SLO judge’s actions show disorder in the court

San Luis Obispo County Superior Court Judge John Trice presides over a hearing in November 2014.
San Luis Obispo County Superior Court Judge John Trice presides over a hearing in November 2014. ldickinson@thetribunenews.com

Who knew? Judges are people too

All this time we thought they were above the fray, and now it turns out that some judges can be super petty and immature, just like us! What a relief!

We’re talking, of course, about the judicial disharmony involving Superior Court Judge John Trice, who’s been accused of misconduct. Among other claims forwarded to the Commission on Judicial Performance, Trice is alleged to have sent an inappropriate email to former Presiding Judge Dodie Harman, who had been inquiring about Trice’s whereabouts.

“I don’t appreciate you checking up on me …” Trice wrote in response. “I would hope you and your pals upstairs would have better things to do with your time as Superior Court Judges than keeping a journal on another Judge’s comings and goings.”

He went on to tell Harman to “get a life” and closed with this sarcastic riposte: “Have a really nice night.”


We’ll leave it to the Commission on Judicial Performance to get the case sorted out, though we’ve got to say it seems like a stretch to bother the commission with such a minor matter.

Before we move on, though, we feel duty-bound to inquire: Could the “delete” and “send” keys on Judge Trice’s keyboard have gotten switched?

If not, sorry, your honor, but for failing to follow the basic rules of netiquette, you earn a rap of the gavel and a briefcase of brickbats.

Thanks, SLO, for making cycling safer

A bouquet of yellow roses to all who had a hand in securing a $3.2 million grant to help complete a bike path in San Luis Obispo, which will eventually extend from Cal Poly to the south end of the city. The grant will pay for a key segment of the path, which runs along the railroad tracks.
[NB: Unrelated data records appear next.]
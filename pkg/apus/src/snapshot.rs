use std::sync::{Arc, Mutex};

use byteorder::{ByteOrder, LittleEndian};

use errors::*;
use log::{self, Log};
use protos::ServerIdx;
use region::Region;
use replication::Engine;
use rpc::SmReply;
use state_machine::StateMachine;
use transport::{RemoteMem, Transport};


/// Snapshots at or below this size reuse one pre-registered buffer instead of allocating
/// and registering a fresh region per request
pub const PREREG_SNAPSHOT_SIZE: usize = 64 * 1024;


/// Serves state-machine snapshots to recovering peers over one-sided reads
pub struct SnapshotService {
	transport: Arc<Transport>,
	prereg: Mutex<Option<(Arc<Region>, RemoteMem)>>
}

impl SnapshotService {
	pub fn new(transport: Arc<Transport>) -> SnapshotService {
		SnapshotService {
			transport,
			prereg: Mutex::new(None)
		}
	}

	/// Builds a snapshot of the local SM, places it in a registered region and returns
	/// the description the requester needs to pull it
	pub fn handle_request(&self, sink: &StateMachine, log: &Log, engine: &Engine,
		sid_raw: u64, cid: ::protos::Cid, cid_key: u64) -> SmReply
	{
		let data = sink.snapshot();

		let mr = if data.len() <= PREREG_SNAPSHOT_SIZE {
			let mut prereg = self.prereg.lock().unwrap();
			if prereg.is_none() {
				let region = Arc::new(Region::new(PREREG_SNAPSHOT_SIZE));
				let mr = self.transport.register(region.clone());
				*prereg = Some((region, mr));
			}

			let (ref region, mr) = *prereg.as_ref().unwrap();
			region.write(0, &data);
			mr
		} else {
			let region = Arc::new(Region::new(data.len()));
			region.write(0, &data);
			self.transport.register(region)
		};

		SmReply {
			mr,
			len: data.len() as u32,
			sid: sid_raw,
			last_key: engine.applied().to_key(),
			last_offset: log.apply(),
			head: log.head(),
			commit: log.commit(),
			end: log.end(),
			cid,
			cid_key
		}
	}
}


/// First recovery step: a one-sided read of the peer's log header gives the bootstrap
/// watermark (commit and end offsets) before anything else is transferred
pub fn bootstrap_watermark(transport: &Transport, peer: ServerIdx) -> Result<(u64, u64)> {
	let rc = match transport.peer_rc_info(peer) {
		Some(rc) => rc,
		None => bail!("no rc info for peer {}", peer)
	};

	let mut hdr = [0u8; 48];
	transport.read(peer, &mut hdr, rc.log_mr)?;

	let commit = LittleEndian::read_u64(&hdr[log::OFF_COMMIT..log::OFF_COMMIT + 8]);
	let end = LittleEndian::read_u64(&hdr[log::OFF_END..log::OFF_END + 8]);
	Ok((commit, end))
}

/// Installs a snapshot reply: pulls the SM blob, restores it, then pulls the live log
/// tail [head, end) and adopts the peer's offsets. Afterwards the server can run as a
/// normal follower
pub fn install(reply: &SmReply, transport: &Transport, peer: ServerIdx, local_log: &Log,
	sink: &StateMachine, engine: &Engine) -> Result<()>
{
	let rc = match transport.peer_rc_info(peer) {
		Some(rc) => rc,
		None => bail!("no rc info for peer {}", peer)
	};

	// The opaque SM state
	let mut blob = vec![0u8; reply.len as usize];
	transport.read(peer, &mut blob, reply.mr)?;
	sink.restore(&blob);
	engine.install_watermarks(reply.last_key, reply.last_key);

	// The retained log range, as two reads when it wraps
	let len = local_log.len();
	if reply.end != len {
		let region = local_log.region();

		if reply.head <= reply.end {
			let span = (reply.end - reply.head) as usize;
			if span > 0 {
				let mut buf = vec![0u8; span];
				transport.read(peer, &mut buf,
					rc.log_mr.at(log::ENTRIES_OFF as u64 + reply.head))?;
				region.write(log::ENTRIES_OFF + reply.head as usize, &buf);
			}
		} else {
			let mut first = vec![0u8; (len - reply.head) as usize];
			transport.read(peer, &mut first,
				rc.log_mr.at(log::ENTRIES_OFF as u64 + reply.head))?;
			region.write(log::ENTRIES_OFF + reply.head as usize, &first);

			let mut second = vec![0u8; reply.end as usize];
			transport.read(peer, &mut second, rc.log_mr.at(log::ENTRIES_OFF as u64))?;
			region.write(log::ENTRIES_OFF, &second);
		}
	}

	local_log.set_head(reply.head);
	local_log.set_apply(reply.last_offset);
	local_log.set_commit(reply.commit);
	local_log.set_end(reply.end);
	// The tail is unknown until the next leadership interaction
	local_log.set_tail(len);

	Ok(())
}


#[cfg(test)]
mod tests {
	use super::*;
	use config_state::ConfigState;
	use consensus::{ConsensusModule, Timing};
	use ctrl::CtrlRegion;
	use log::EntryHeader;
	use protos::*;
	use record_store::RecordStore;
	use state_machine::{MemoryStateMachine, Record};
	use transport::mem::{MemHub, MemTransport};
	use std::env;
	use std::sync::atomic::AtomicBool;

	fn node(hub: &Arc<MemHub>, idx: u8, tag: &str)
		-> (Arc<Log>, Arc<Engine>, Arc<MemoryStateMachine>, Arc<Transport>)
	{
		let log = Arc::new(Log::new(64 * 1024));
		let ctrl = Arc::new(CtrlRegion::new());
		let transport = Arc::new(MemTransport::new(hub, idx, log.region(), ctrl.region()))
			as Arc<Transport>;

		let dir = env::temp_dir().join(
			format!("apus-snap-{}-{}-{}", tag, ::std::process::id(), idx));
		let _ = ::std::fs::remove_dir_all(&dir);
		let store = Arc::new(RecordStore::open(dir, false).unwrap());

		let sink = Arc::new(MemoryStateMachine::new());
		let consensus = Arc::new(Mutex::new(ConsensusModule::new(
			idx, ConfigState::new(idx, 2), log.clone(), ctrl.clone(),
			transport.clone(), Timing::default())));

		let engine = Arc::new(Engine::new(idx, log.clone(), ctrl, transport.clone(),
			consensus, store, sink.clone(), Cid::bootstrap(2),
			Arc::new(AtomicBool::new(false))));

		(log, engine, sink, transport)
	}

	#[test]
	fn snapshot_install_reproduces_peer_state() {
		let hub = MemHub::new();
		let (log0, engine0, sink0, t0) = node(&hub, 0, "serve");
		let (log1, engine1, sink1, t1) = node(&hub, 1, "join");

		t1.set_peer_rc_info(0, t0.local_rc_info());

		// Peer 0 has applied three records and retains two log entries
		for i in 1..4u32 {
			sink0.apply(ViewStamp::new(1, i).to_key(), &Record {
				entry_type: EntryType::Send,
				clt_id: ViewStamp::new(1, 1),
				data: vec![i as u8]
			});
		}

		for i in 4..6u32 {
			let (off, _) = log0.reserve(3);
			log0.write_entry(off, &EntryHeader {
				msg_vs: ViewStamp::new(1, i),
				req_canbe_exed: ViewStamp::new(1, 3),
				node_id: 0,
				data_size: 4,
				entry_type: EntryType::Send,
				clt_id: ViewStamp::new(1, 1)
			}, b"abc");
		}
		let end = log0.end();
		log0.set_commit(end);
		log0.set_apply(end);
		engine0.install_watermarks(ViewStamp::new(1, 3).to_key(), ViewStamp::new(1, 5).to_key());

		// The joiner reads the watermark, asks for the snapshot and installs it
		let (commit, remote_end) = bootstrap_watermark(&*t1, 0).unwrap();
		assert_eq!(commit, end);
		assert_eq!(remote_end, end);

		let service = SnapshotService::new(t0.clone());
		let reply = service.handle_request(&*sink0, &log0, &engine0,
			Sid::new(1, true, 0).0, Cid::bootstrap(2), 0);
		assert_eq!(reply.last_key, ViewStamp::new(1, 3).to_key());
		assert_eq!(reply.cid, Cid::bootstrap(2));

		install(&reply, &*t1, 0, &log1, &*sink1, &engine1).unwrap();

		assert_eq!(sink1.applied(), sink0.applied());
		assert_eq!(log1.end(), log0.end());
		assert_eq!(log1.commit(), log0.commit());

		// The transferred log range decodes identically
		let hdr = log1.read_header(0).unwrap();
		assert_eq!(hdr.msg_vs, ViewStamp::new(1, 4));
		assert_eq!(log1.read_payload(0, hdr.data_size), b"abc");
	}
}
We especially like the fact that the Railroad Safety Trail is a full-fledged bike and pedestrian path, completely separate from traffic.

Given the growing popularity of cycling, it’s critical to provide safer bike routes throughout the county. Many of our local roadways weren’t built to accommodate multiple cars and bikes, and sticking up some cautionary “share the road” signs won’t turn highways with the narrowest of shoulders into safe places for cyclists.

Throwing out the razor for a good cause

We toss burly bouquets of bearded irises to all those guys out there participating in No Shave November, or Movember (a combo of “mo” for moustache and “vember” for November).

The rules are relatively simple: Men start the month of November clean shaven — they’re supposed to take a “before” picture for documentation — then forgo shaving for the entire month. (Trimming is OK.)

Women who want to participate can stop shaving their legs. Though, come on, who shaves their legs in November anyway?

At any rate, at the end of the month, participants take an “after” picture for family, friends and social media. On Dec. 1, the razors can come out of hibernation — or not, depending on the results.

So how did this movement get started?

We found the most definitive answer on the ABC news website, which says “Movember” began in Australia in 2003, to raise awareness of prostate and testicular cancers.

“No-Shave November is a different organization that encourages people to donate what they would otherwise spend on hair grooming to the American Cancer Society. Instead of being ‘all about the mustache,’ this group is a little more anything goes,” says ABC.

In other words, there is a serious side to these no-shave shenanigans: to raise awareness for cancer and other men’s health issues, and to encourage donations to cancer research or other health-related causes.

So whether you’re participating in Movember or No Shave November — or both — we like your style, no matter how good (or bad) your beard winds up looking.